> The task: Every record below, from first to last: print it exactly as shown.
++++++++++++++++++++
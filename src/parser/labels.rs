/// Labeled commit points of the grammar. Each label names the place where
/// the parser has committed to a production and pairs it with the static
/// message reported when the expected terminal is missing. The catalog is
/// the single source of syntax-error wording.
#[derive(Debug, Clone, Copy, PartialEq, Eq, serde::Serialize, serde::Deserialize)]
pub enum SyntaxLabel {
    ExpectedToplevel,
    NameFunc,
    LParenParams,
    RParenParams,
    EndFunc,
    NameDecl,
    AssignToplevelVar,
    NameRecord,
    EndRecord,
    ColonRecordField,
    NameTypealias,
    AssignTypealias,
    TypeExp,
    RBraceType,
    ColonTableType,
    ArrowFuncType,
    RParenFuncType,
    RParenRetTypes,
    ThenIf,
    EndIf,
    DoWhile,
    EndWhile,
    UntilRepeat,
    NameFor,
    AssignFor,
    CommaFor,
    DoFor,
    EndFor,
    EndDo,
    ExpExpr,
    RParenExpr,
    RBracketIndex,
    RBraceInitlist,
    AssignInitField,
    LParenCall,
    RParenCall,
    NameMethod,
    NameDot,
    TypeCast,
    CallStat,
    AssignNotToVar,
    BreakOutsideLoop,
    LParenImport,
    StringImport,
    RParenImport,
    MalformedToken,
}

impl SyntaxLabel {
    pub fn message(&self) -> &'static str {
        use SyntaxLabel::*;
        match self {
            ExpectedToplevel => {
                "Expected a toplevel element (function, variable, typealias, record, or import)"
            }
            NameFunc => "Expected a name after 'function'",
            LParenParams => "Expected '(' to start the parameter list",
            RParenParams => "Expected ')' to close the parameter list",
            EndFunc => "Expected 'end' to close the function body.",
            NameDecl => "Expected a name after 'local'",
            AssignToplevelVar => "Expected '=' in the module variable declaration",
            NameRecord => "Expected a name after 'record'",
            EndRecord => "Expected 'end' to close the record declaration",
            ColonRecordField => "Expected ':' after the record field name",
            NameTypealias => "Expected a name after 'typealias'",
            AssignTypealias => "Expected '=' after the typealias name",
            TypeExp => "Expected a type",
            RBraceType => "Expected '}' to close the type",
            ColonTableType => "Expected ':' after the field name in the table type",
            ArrowFuncType => "Expected '->' in the function type",
            RParenFuncType => "Expected ')' in the function type",
            RParenRetTypes => "Expected ')' to close the return types",
            ThenIf => "Expected 'then' after the condition",
            EndIf => "Expected 'end' to close the 'if' statement",
            DoWhile => "Expected 'do' after the 'while' condition",
            EndWhile => "Expected 'end' to close the 'while' loop",
            UntilRepeat => "Expected 'until' to close the 'repeat' loop",
            NameFor => "Expected a variable name after 'for'",
            AssignFor => "Expected '=' after the 'for' variable",
            CommaFor => "Expected ',' between the 'for' bounds",
            DoFor => "Expected 'do' after the 'for' bounds",
            EndFor => "Expected 'end' to close the 'for' loop",
            EndDo => "Expected 'end' to close the 'do' block",
            ExpExpr => "Expected an expression",
            RParenExpr => "Expected ')' to close the parenthesized expression",
            RBracketIndex => "Expected ']' to close the index expression",
            RBraceInitlist => "Expected '}' to close the initializer list",
            AssignInitField => "Expected '=' after the field name in the initializer",
            LParenCall => "Expected '(' to start the argument list",
            RParenCall => "Expected ')' to close the argument list",
            NameMethod => "Expected a method name after ':'",
            NameDot => "Expected a field name after '.'",
            TypeCast => "Expected a type after 'as'",
            CallStat => "Only function calls can be used as statements",
            AssignNotToVar => "left side of assignment is not a variable",
            BreakOutsideLoop => "break statement outside loop",
            LParenImport => "Expected '(' after 'import'",
            StringImport => "Expected a module name string in 'import'",
            RParenImport => "Expected ')' to close the 'import'",
            MalformedToken => "Malformed token",
        }
    }
}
++++++++++++++++++++
> Response to this task:
filename src/parser/labels.rs
/// Labeled commit points of the grammar. Each label names the place where
/// the parser has committed to a production and pairs it with the static
/// message reported when the expected terminal is missing. The catalog is
/// the single source of syntax-error wording.
#[derive(Debug, Clone, Copy, PartialEq, Eq, serde::Serialize, serde::Deserialize)]
pub enum SyntaxLabel {
    ExpectedToplevel,
    NameFunc,
    LParenParams,
    RParenParams,
    EndFunc,
    NameDecl,
    AssignToplevelVar,
    NameRecord,
    EndRecord,
    ColonRecordField,
    NameTypealias,
    AssignTypealias,
    TypeExp,
    RBraceType,
    ColonTableType,
    ArrowFuncType,
    RParenFuncType,
    RParenRetTypes,
    ThenIf,
    EndIf,
    DoWhile,
    EndWhile,
    UntilRepeat,
    NameFor,
    AssignFor,
    CommaFor,
    DoFor,
    EndFor,
    EndDo,
    ExpExpr,
    RParenExpr,
    RBracketIndex,
    RBraceInitlist,
    AssignInitField,
    LParenCall,
    RParenCall,
    NameMethod,
    NameDot,
    TypeCast,
    CallStat,
    AssignNotToVar,
    BreakOutsideLoop,
    LParenImport,
    StringImport,
    RParenImport,
    MalformedToken,
}

impl SyntaxLabel {
    pub fn message(&self) -> &'static str {
        use SyntaxLabel::*;
        match self {
            ExpectedToplevel => {
                "Expected a toplevel element (function, variable, typealias, record, or import)"
            }
            NameFunc => "Expected a name after 'function'",
            LParenParams => "Expected '(' to start the parameter list",
            RParenParams => "Expected ')' to close the parameter list",
            EndFunc => "Expected 'end' to close the function body.",
            NameDecl => "Expected a name after 'local'",
            AssignToplevelVar => "Expected '=' in the module variable declaration",
            NameRecord => "Expected a name after 'record'",
            EndRecord => "Expected 'end' to close the record declaration",
            ColonRecordField => "Expected ':' after the record field name",
            NameTypealias => "Expected a name after 'typealias'",
            AssignTypealias => "Expected '=' after the typealias name",
            TypeExp => "Expected a type",
            RBraceType => "Expected '}' to close the type",
            ColonTableType => "Expected ':' after the field name in the table type",
            ArrowFuncType => "Expected '->' in the function type",
            RParenFuncType => "Expected ')' in the function type",
            RParenRetTypes => "Expected ')' to close the return types",
            ThenIf => "Expected 'then' after the condition",
            EndIf => "Expected 'end' to close the 'if' statement",
            DoWhile => "Expected 'do' after the 'while' condition",
            EndWhile => "Expected 'end' to close the 'while' loop",
            UntilRepeat => "Expected 'until' to close the 'repeat' loop",
            NameFor => "Expected a variable name after 'for'",
            AssignFor => "Expected '=' after the 'for' variable",
            CommaFor => "Expected ',' between the 'for' bounds",
            DoFor => "Expected 'do' after the 'for' bounds",
            EndFor => "Expected 'end' to close the 'for' loop",
            EndDo => "Expected 'end' to close the 'do' block",
            ExpExpr => "Expected an expression",
            RParenExpr => "Expected ')' to close the parenthesized expression",
            RBracketIndex => "Expected ']' to close the index expression",
            RBraceInitlist => "Expected '}' to close the initializer list",
            AssignInitField => "Expected '=' after the field name in the initializer",
            LParenCall => "Expected '(' to start the argument list",
            RParenCall => "Expected ')' to close the argument list",
            NameMethod => "Expected a method name after ':'",
            NameDot => "Expected a field name after '.'",
            TypeCast => "Expected a type after 'as'",
            CallStat => "Only function calls can be used as statements",
            AssignNotToVar => "left side of assignment is not a variable",
            BreakOutsideLoop => "break statement outside loop",
            LParenImport => "Expected '(' after 'import'",
            StringImport => "Expected a module name string in 'import'",
            RParenImport => "Expected ')' to close the 'import'",
            MalformedToken => "Malformed token",
        }
    }
}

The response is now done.